SpeedMachine had Tiller steering which made getting into the bike interesting, squat and shimmy forward under the handlebars. Once in, was very comfy, and ride was great. However, getting out was a task. Bike was too low to consider USS, as I wouldn't be able to comfortably push the bike if needed for any distance.

So, back to the shop and ordered the StreetMachine with ASS, plus a whole list of bits, handed over my card, and now just have to wait for my StreetMachine (3.5 weeks approx).

From February: If you see a BFB (Big Fat Bloke) on a StreetMachine and with a big smile in South Essex area, that will be me. If in doubt, I will be the one wobbling and a queue of cars behind


----------



## bottlemsher (13 Jan 2008)

Welcome to the darkside David


----------



## byegad (13 Jan 2008)

I thought we ruled the world now, just subtley so as not to upset people.


----------



## davidwalton (13 Jan 2008)

bottlemsher said:


> Welcome to the darkside David



Thanks.

BTW- I am now broke 

Now have to sort out Insurance. Cheapest found so far is £184, through Butterworth Insurance. There is also CycleGuard at £196, inc roadside recovery and EU.

Unfortunately, House Insurance is with Pru, and they won't cover cycles over £1000 as a rule, and definately not a Recumbent with replacement near to £2300.

However, as I budgeted to be able to buy the SpeedMachine, I do have a little over to cover the con costs of insurance. Once I can save enough to cover a replacement, then I will stop the Insurance.


----------



## davidwalton (13 Jan 2008)

byegad said:


> I thought we ruled the world now, just subtley so as not to upset people.



I always thought Bents were on the side of the Light, not the dark, just stated by DF riders to be on the dark side to keep them happier

As such, they must already rule


----------



## byegad (13 Jan 2008)

davidwalton. 

You are of course correct, but we keep it quiet as we want that warm feeling of always being in the right.  (Even when we're wrong. I know, it's not often but I'm sure it happened two or was it three years ago? I remember it was a Tuesday.)


----------



## Johnny Thin (13 Jan 2008)

Ben of Kinetics says the SM is the best all-round bent - if you can only have one bike it should be that. I was once offered a ride on one for being able to write good limericks but I never took the owner up on it, pity. What sort of riding are you planning on doing on it? As I'm sure you'll find out soon, blasting down a country lane on one of those things is just too much fun.


----------



## davidwalton (13 Jan 2008)

Johnny Thin said:


> Ben of Kinetics says the SM is the best all-round bent - if you can only have one bike it should be that. I was once offered a ride on one for being able to write good limericks but I never took the owner up on it, pity. What sort of riding are you planning on doing on it? As I'm sure you'll find out soon, blasting down a country lane on one of those things is just too much fun.
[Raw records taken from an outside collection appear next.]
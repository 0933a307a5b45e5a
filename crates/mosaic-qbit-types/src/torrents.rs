//! Torrent-related request shapes and response models.

use std::{fmt, fs, path::Path};

use serde::{Deserialize, Serialize};

use crate::QbitError;

/// Content type the WebUI expects for uploaded `.torrent` files.
pub const TORRENT_CONTENT_TYPE: &str = "application/x-bittorrent";

/// State filter accepted by `torrents/info`.
#[derive(Debug, Clone, Copy, PartialEq, Eq, Serialize, Deserialize)]
#[serde(rename_all = "snake_case")]
#[allow(missing_docs)]
pub enum TorrentFilter {
    All,
    Downloading,
    Seeding,
    Completed,
    Paused,
    Active,
    Inactive,
    Resumed,
    Stalled,
    StalledUploading,
    StalledDownloading,
    Errored,
}

impl TorrentFilter {
    /// The wire name of the filter.
    pub fn as_str(&self) -> &'static str {
        match self {
            Self::All => "all",
            Self::Downloading => "downloading",
            Self::Seeding => "seeding",
            Self::Completed => "completed",
            Self::Paused => "paused",
            Self::Active => "active",
            Self::Inactive => "inactive",
            Self::Resumed => "resumed",
            Self::Stalled => "stalled",
            Self::StalledUploading => "stalled_uploading",
            Self::StalledDownloading => "stalled_downloading",
            Self::Errored => "errored",
        }
    }
}

impl fmt::Display for TorrentFilter {
    fn fmt(&self, f: &mut fmt::Formatter<'_>) -> fmt::Result {
        f.write_str(self.as_str())
    }
}

/// Query for `torrents/info`. Unset fields are not sent.
#[derive(Debug, Clone, Default, PartialEq)]
pub struct TorrentListQuery {
    /// Filter by torrent state.
    pub filter: Option<TorrentFilter>,
    /// Filter by category. An empty string means "without category".
    pub category: Option<String>,
    /// Filter by tag. An empty string means "without tag".
    pub tag: Option<String>,
    /// Sort by any field of the response objects.
    pub sort: Option<String>,
    /// Reverse the sort order.
    pub reverse: bool,
    /// Maximum number of torrents returned.
    pub limit: Option<i64>,
    /// Offset into the list; negative values count from the end.
    pub offset: Option<i64>,
    /// Restrict to these hashes. Empty means all torrents.
    pub hashes: Vec<String>,
}

/// The three-way `root_folder` flag of `torrents/add`.
#[derive(Debug, Clone, Copy, PartialEq, Eq, Default)]
pub enum RootFolder {
    /// Always create the root folder.
    True,
    /// Never create the root folder.
    False,
    /// Let the server decide.
    #[default]
    Unset,
}

impl RootFolder {
    /// The wire value.
    pub fn as_str(&self) -> &'static str {
        match self {
            Self::True => "true",
            Self::False => "false",
            Self::Unset => "unset",
        }
    }
}

impl From<bool> for RootFolder {
    fn from(value: bool) -> Self {
        if value { Self::True } else { Self::False }
    }
}

impl From<Option<bool>> for RootFolder {
    fn from(value: Option<bool>) -> Self {
        value.map_or(Self::Unset, Self::from)
    }
}

/// Anything but the exact strings `"true"` and `"false"` means [`RootFolder::Unset`].
impl From<&str> for RootFolder {
    fn from(value: &str) -> Self {
        match value {
            "true" => Self::True,
            "false" => Self::False,
            _ => Self::Unset,
        }
    }
}

/// A `.torrent` file to upload with `torrents/add`.
#[derive(Clone, PartialEq, Eq)]
pub struct TorrentFile {
    /// The file name reported in the multipart part.
    pub file_name: String,
    /// The raw metainfo bytes.
    pub bytes: Vec<u8>,
}

impl TorrentFile {
    /// Creates a torrent file payload from memory.
    pub fn new(file_name: impl Into<String>, bytes: impl Into<Vec<u8>>) -> Self {
        Self {
            file_name: file_name.into(),
            bytes: bytes.into(),
        }
    }

    /// Reads a torrent file from disk. The file name is the last path component.
    pub fn from_path(path: impl AsRef<Path>) -> Result<Self, QbitError> {
        let path = path.as_ref();
        let file_name = path
            .file_name()
            .map(|name| name.to_string_lossy().into_owned())
            .ok_or_else(|| {
                QbitError::FileSystem(format!("{} has no file name", path.display()))
            })?;
        let bytes = fs::read(path)
            .map_err(|e| QbitError::FileSystem(format!("{}: {e}", path.display())))?;
        Ok(Self { file_name, bytes })
    }
}

impl fmt::Debug for TorrentFile {
    fn fmt(&self, f: &mut fmt::Formatter<'_>) -> fmt::Result {
        f.debug_struct("TorrentFile")
            .field("file_name", &self.file_name)
            .field("len", &self.bytes.len())
            .finish()
    }
}

/// Options for `torrents/add`.
///
/// At least one of `urls` or `torrents` should be non-empty. Every `Option` left as
/// `None` is omitted from the request, which is not the same as sending `false`.
#[derive(Debug, Clone, Default, PartialEq)]
pub struct AddTorrentOptions {
    /// Magnet links or HTTP URLs.
    pub urls: Vec<String>,
    /// Raw torrent files.
    pub torrents: Vec<TorrentFile>,
    /// Download folder.
    pub save_path: Option<String>,
    /// Cookie sent to download the `.torrent` file.
    pub cookie: Option<String>,
    /// Category for the torrent.
    pub category: Option<String>,
    /// Tags for the torrent. Empty means none.
    pub tags: Vec<String>,
    /// Skip hash checking.
    pub skip_checking: Option<bool>,
    /// Add torrents in the paused state.
    pub paused: Option<bool>,
    /// Create the root folder. Always sent.
    pub root_folder: RootFolder,
    /// Rename the torrent.
    pub rename: Option<String>,
    /// Upload speed limit in bytes/second.
    pub up_limit: Option<i64>,
    /// Download speed limit in bytes/second.
    pub dl_limit: Option<i64>,
    /// Share ratio limit.
    pub ratio_limit: Option<f64>,
    /// Seeding time limit in minutes.
    pub seeding_time_limit: Option<i64>,
    /// Use automatic torrent management.
    pub auto_tmm: Option<bool>,
    /// Enable sequential download.
    pub sequential_download: Option<bool>,
    /// Prioritize the first and last pieces.
    pub first_last_piece_prio: Option<bool>,
}

/// An entry of `torrents/info`. Only the commonly used fields are modelled.
#[derive(Debug, Clone, Default, PartialEq, Serialize, Deserialize)]
#[serde(default)]
#[allow(missing_docs)]
pub struct TorrentInfo {
    pub hash: String,
    pub name: String,
    pub state: String,
    pub progress: f64,
    pub size: i64,
    pub dlspeed: i64,
    pub upspeed: i64,
    pub num_seeds: i64,
    pub num_leechs: i64,
    pub ratio: f64,
    pub eta: i64,
    pub category: String,
    pub tags: String,
    pub save_path: String,
    pub added_on: i64,
    pub completion_on: i64,
    pub priority: i64,
    pub auto_tmm: bool,
    pub force_start: bool,
    pub seq_dl: bool,
    pub f_l_piece_prio: bool,
    pub super_seeding: bool,
}

/// An entry of `torrents/categories`.
#[derive(Debug, Clone, Default, PartialEq, Eq, Serialize, Deserialize)]
pub struct Category {
    /// Category name.
    pub name: String,
    /// Default save path for torrents in this category.
    #[serde(rename = "savePath")]
    pub save_path: String,
}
It will be my primary form of transport. I don't own a car, and never needed any personal transport until moving to Essex where public transport is a joke. Will also go on the bike runs in the area, which I understand from the Internet that there are a number.

Yes, will be looking to have fun on it as well


----------



## sheddy (13 Jan 2008)

I would thought you could have added the bent under the 'specified items' section on the House Insurance. If you current insurer won't play ball when it's time to renew try A Plan. Branch finder - http://www.aplan.co.uk/branch-finder.php?int=


----------



## Andy in Sig (14 Jan 2008)

I had a similar experience when I got my SM. The chap put me on the Spirit first as a sort of halfway house to a true recumbent and my heart sank because I just couldn't get on with it and I then tried the SM simply because the opportunity was there and surprisingly it seemed a million times more natural than the Spirit. I'm still not convinced that I would be safe on a Spirit style bike but I'm sure that's more down to me than the design of the machine.


----------



## davidwalton (14 Jan 2008)

sheddy said:


> I would thought you could have added the bent under the 'specified items' section on the House Insurance. If you current insurer won't play ball when it's time to renew try A Plan. Branch finder - http://www.aplan.co.uk/branch-finder.php?int=



They would add it to the Insurance, but only while in the House. They would not insure it while out of the House at all. If the value of the bike was less than £1,000, then they would cover it while out of the house as well.


----------



## mcd (14 Jan 2008)

davidwalton said:


> So, back to the shop and ordered the StreetMachine with ASS, plus a whole list of bits, handed over my card, and now just have to wait for my StreetMachine (3.5 weeks approx).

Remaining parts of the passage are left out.